• [What you should do]
Check every line of the entries for "candidate", and copy the lines that hold it.

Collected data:

-.-.-

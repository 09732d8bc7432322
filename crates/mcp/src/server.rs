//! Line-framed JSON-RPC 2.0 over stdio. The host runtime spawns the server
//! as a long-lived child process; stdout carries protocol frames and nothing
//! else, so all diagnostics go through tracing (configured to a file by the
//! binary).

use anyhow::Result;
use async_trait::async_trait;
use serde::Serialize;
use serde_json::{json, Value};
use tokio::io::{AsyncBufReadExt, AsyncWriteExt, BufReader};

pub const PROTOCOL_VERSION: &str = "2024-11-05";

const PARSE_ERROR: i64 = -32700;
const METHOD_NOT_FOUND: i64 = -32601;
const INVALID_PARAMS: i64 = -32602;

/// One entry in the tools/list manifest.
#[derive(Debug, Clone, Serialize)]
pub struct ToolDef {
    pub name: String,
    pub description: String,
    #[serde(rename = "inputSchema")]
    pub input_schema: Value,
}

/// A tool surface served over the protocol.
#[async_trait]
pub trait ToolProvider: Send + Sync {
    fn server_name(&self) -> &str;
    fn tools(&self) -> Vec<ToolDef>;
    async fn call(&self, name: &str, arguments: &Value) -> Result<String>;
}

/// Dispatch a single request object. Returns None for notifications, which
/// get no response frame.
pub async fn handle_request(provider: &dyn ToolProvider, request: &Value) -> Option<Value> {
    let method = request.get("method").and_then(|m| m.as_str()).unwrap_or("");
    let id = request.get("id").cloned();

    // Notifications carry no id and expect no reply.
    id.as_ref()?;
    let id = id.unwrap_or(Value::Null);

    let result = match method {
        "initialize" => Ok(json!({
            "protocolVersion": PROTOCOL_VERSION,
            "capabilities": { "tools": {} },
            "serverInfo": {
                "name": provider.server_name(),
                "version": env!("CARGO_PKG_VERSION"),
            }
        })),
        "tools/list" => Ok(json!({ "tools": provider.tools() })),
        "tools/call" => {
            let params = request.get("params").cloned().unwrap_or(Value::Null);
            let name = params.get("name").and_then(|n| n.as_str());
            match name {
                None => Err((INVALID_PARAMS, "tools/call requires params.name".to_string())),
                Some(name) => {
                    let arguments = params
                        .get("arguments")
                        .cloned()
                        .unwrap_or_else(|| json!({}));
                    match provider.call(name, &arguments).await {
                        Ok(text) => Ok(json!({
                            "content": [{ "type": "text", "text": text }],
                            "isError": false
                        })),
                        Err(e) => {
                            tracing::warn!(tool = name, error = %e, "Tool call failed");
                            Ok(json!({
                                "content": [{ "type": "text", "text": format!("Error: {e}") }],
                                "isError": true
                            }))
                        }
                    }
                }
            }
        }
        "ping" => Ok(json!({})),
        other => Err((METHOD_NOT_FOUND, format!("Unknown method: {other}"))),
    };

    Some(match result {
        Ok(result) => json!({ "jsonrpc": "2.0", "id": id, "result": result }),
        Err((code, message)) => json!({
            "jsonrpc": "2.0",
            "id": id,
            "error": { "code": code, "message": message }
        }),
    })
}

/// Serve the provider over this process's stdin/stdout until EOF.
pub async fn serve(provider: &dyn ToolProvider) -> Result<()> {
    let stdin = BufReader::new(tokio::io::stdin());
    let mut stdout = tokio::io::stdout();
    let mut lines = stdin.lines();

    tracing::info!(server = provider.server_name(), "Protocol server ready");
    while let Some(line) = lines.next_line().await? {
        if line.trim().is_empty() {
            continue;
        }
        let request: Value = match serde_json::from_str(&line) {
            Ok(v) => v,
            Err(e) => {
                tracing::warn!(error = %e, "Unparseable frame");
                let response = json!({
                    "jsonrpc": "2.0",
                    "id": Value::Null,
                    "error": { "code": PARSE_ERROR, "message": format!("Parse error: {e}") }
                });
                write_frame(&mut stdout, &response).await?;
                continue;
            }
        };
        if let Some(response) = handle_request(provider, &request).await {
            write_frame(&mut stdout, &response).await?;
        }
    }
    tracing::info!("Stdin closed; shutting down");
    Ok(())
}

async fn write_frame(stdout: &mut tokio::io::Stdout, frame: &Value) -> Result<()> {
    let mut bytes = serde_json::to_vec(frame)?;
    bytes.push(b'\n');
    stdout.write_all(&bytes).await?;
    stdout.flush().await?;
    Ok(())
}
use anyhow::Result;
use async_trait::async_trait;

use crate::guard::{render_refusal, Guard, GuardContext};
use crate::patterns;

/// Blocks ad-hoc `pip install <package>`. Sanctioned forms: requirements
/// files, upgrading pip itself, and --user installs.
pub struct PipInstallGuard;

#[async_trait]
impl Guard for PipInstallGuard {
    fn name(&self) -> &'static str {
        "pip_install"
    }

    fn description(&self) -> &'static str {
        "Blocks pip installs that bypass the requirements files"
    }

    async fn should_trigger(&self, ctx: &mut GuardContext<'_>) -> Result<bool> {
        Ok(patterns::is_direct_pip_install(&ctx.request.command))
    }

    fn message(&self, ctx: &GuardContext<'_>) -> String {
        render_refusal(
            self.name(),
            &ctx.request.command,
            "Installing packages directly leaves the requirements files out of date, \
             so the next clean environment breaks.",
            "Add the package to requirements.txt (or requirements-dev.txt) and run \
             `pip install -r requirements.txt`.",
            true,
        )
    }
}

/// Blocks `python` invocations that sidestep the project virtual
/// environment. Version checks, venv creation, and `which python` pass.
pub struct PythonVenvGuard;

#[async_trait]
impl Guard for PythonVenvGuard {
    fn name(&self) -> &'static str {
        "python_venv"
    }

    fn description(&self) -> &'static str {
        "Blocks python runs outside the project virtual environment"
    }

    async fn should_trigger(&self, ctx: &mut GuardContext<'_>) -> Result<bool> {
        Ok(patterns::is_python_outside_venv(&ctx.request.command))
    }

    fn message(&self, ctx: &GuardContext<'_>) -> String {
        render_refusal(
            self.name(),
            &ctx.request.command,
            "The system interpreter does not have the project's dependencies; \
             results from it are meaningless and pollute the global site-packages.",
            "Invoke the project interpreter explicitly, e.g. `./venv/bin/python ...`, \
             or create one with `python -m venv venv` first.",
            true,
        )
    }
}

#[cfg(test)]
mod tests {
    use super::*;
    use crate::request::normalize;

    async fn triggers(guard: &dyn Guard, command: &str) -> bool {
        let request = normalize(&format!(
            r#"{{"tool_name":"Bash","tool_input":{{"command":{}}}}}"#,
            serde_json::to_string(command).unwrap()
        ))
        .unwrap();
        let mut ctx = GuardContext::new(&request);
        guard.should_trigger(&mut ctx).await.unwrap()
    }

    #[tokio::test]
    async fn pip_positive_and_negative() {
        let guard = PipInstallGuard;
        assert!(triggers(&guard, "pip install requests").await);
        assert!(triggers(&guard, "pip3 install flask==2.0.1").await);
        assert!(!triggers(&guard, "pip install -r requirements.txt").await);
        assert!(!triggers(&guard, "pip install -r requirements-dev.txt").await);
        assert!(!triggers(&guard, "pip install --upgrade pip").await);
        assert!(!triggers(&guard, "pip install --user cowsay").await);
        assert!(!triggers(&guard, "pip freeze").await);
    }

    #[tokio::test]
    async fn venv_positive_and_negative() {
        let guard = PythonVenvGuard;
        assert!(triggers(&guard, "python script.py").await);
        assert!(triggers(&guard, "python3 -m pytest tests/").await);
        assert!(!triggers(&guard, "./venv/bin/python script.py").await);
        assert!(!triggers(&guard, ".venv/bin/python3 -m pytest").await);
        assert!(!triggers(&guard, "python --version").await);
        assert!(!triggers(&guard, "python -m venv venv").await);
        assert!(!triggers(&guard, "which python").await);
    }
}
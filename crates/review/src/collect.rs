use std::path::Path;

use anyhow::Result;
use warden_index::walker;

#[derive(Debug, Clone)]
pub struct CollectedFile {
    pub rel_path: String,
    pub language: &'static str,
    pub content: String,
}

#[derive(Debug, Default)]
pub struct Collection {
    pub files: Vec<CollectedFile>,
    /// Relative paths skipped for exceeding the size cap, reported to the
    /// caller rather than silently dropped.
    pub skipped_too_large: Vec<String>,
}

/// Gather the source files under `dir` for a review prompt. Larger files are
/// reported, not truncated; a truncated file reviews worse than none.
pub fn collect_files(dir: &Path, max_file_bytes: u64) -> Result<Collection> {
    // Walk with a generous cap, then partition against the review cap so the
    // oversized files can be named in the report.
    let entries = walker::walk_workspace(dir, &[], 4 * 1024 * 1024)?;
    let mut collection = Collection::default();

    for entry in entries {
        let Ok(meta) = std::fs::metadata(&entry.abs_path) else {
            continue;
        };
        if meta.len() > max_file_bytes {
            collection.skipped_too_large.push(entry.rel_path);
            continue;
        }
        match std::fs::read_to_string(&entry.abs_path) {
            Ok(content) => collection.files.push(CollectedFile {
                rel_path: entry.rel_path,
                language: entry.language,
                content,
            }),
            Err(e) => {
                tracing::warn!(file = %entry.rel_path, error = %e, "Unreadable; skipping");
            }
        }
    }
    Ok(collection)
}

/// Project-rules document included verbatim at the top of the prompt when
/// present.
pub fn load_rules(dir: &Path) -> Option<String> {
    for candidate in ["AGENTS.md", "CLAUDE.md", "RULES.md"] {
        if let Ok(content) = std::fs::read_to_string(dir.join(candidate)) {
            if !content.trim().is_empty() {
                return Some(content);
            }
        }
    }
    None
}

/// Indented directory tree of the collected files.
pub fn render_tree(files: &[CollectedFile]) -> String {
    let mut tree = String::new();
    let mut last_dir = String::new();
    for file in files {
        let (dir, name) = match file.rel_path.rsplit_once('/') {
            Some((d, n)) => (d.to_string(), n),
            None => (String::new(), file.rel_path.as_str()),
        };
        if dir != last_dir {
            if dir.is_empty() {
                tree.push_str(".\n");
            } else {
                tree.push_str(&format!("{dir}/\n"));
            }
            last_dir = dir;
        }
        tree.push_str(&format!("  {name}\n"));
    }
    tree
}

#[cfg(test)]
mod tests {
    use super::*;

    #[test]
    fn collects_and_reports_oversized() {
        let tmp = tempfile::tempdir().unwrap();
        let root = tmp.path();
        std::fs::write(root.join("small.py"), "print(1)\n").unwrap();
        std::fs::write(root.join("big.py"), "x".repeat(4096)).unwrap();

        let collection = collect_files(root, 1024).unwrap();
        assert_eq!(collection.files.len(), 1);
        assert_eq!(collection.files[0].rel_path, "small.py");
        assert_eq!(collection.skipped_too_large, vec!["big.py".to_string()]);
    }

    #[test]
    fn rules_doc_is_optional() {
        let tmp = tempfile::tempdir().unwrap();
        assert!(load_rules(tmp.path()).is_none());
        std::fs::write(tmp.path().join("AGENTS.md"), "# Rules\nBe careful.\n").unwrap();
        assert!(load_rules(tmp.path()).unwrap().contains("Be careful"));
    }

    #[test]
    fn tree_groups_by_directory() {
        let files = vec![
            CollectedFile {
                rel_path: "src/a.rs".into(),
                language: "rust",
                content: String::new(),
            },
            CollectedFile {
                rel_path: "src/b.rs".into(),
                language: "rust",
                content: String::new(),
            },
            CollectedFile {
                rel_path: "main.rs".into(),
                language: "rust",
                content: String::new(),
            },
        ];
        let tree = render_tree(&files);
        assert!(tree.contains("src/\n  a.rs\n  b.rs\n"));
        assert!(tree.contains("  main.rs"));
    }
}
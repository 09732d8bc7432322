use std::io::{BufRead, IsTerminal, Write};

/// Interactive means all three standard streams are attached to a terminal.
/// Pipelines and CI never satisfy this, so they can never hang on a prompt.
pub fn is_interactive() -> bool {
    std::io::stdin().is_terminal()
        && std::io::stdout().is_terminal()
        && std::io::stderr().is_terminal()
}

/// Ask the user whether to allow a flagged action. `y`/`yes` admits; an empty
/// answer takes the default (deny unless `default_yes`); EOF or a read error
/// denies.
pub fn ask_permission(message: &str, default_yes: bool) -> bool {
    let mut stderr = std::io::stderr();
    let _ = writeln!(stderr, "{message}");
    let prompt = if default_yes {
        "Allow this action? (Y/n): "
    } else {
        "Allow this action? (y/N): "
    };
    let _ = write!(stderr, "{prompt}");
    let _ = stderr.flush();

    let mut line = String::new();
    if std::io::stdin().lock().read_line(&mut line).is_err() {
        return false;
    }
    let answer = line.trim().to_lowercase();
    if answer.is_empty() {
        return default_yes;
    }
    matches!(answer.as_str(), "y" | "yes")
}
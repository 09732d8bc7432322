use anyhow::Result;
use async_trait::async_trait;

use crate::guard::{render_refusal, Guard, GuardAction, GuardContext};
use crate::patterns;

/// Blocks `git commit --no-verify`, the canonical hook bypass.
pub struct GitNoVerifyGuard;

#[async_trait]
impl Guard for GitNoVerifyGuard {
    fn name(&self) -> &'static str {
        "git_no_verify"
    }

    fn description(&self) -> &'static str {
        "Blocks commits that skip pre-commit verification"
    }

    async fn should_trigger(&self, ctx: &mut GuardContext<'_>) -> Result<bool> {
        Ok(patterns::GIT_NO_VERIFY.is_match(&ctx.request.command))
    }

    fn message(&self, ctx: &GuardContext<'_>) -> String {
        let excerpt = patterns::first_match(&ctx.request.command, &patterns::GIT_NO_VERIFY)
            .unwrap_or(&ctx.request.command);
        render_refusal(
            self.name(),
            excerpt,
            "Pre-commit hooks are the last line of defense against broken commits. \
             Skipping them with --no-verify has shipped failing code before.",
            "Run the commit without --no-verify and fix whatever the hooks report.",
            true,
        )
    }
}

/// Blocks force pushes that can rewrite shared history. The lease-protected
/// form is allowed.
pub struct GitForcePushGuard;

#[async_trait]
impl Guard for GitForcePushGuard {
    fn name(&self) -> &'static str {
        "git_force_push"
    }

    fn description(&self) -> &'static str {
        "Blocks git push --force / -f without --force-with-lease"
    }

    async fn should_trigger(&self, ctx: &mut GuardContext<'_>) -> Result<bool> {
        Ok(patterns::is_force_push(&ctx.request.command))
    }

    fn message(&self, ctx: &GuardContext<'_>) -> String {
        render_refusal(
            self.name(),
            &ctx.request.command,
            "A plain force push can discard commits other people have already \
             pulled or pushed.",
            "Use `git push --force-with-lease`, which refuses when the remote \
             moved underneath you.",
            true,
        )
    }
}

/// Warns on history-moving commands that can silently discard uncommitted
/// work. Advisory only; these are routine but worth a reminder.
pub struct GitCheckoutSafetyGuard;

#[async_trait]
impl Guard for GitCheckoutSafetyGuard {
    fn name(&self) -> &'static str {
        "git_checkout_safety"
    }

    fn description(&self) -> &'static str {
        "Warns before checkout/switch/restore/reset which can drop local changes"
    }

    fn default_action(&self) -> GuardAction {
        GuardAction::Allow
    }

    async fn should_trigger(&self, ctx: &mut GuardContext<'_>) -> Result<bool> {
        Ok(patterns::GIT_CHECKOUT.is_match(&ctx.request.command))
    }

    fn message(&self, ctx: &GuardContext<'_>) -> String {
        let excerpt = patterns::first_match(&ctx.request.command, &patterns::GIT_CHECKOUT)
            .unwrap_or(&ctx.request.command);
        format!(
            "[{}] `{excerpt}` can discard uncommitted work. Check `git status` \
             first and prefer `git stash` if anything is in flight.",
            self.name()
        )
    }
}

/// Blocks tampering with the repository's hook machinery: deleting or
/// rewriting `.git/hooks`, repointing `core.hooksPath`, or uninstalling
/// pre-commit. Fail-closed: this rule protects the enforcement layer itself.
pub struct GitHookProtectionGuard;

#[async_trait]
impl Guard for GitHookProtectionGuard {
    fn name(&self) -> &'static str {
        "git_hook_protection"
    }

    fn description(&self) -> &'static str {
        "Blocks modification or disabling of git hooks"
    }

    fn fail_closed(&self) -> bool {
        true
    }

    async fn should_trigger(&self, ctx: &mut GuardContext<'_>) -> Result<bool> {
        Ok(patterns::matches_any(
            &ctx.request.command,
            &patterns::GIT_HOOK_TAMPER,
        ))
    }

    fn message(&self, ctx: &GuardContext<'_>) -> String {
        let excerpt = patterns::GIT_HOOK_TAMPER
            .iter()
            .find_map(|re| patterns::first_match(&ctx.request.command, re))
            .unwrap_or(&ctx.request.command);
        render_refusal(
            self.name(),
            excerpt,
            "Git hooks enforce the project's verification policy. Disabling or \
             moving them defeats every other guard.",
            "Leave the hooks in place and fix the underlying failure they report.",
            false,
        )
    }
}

-.-.-

• [Exercise answer]
    for candidate in ["AGENTS.md", "CLAUDE.md", "RULES.md"] {
        if let Ok(content) = std::fs::read_to_string(dir.join(candidate)) {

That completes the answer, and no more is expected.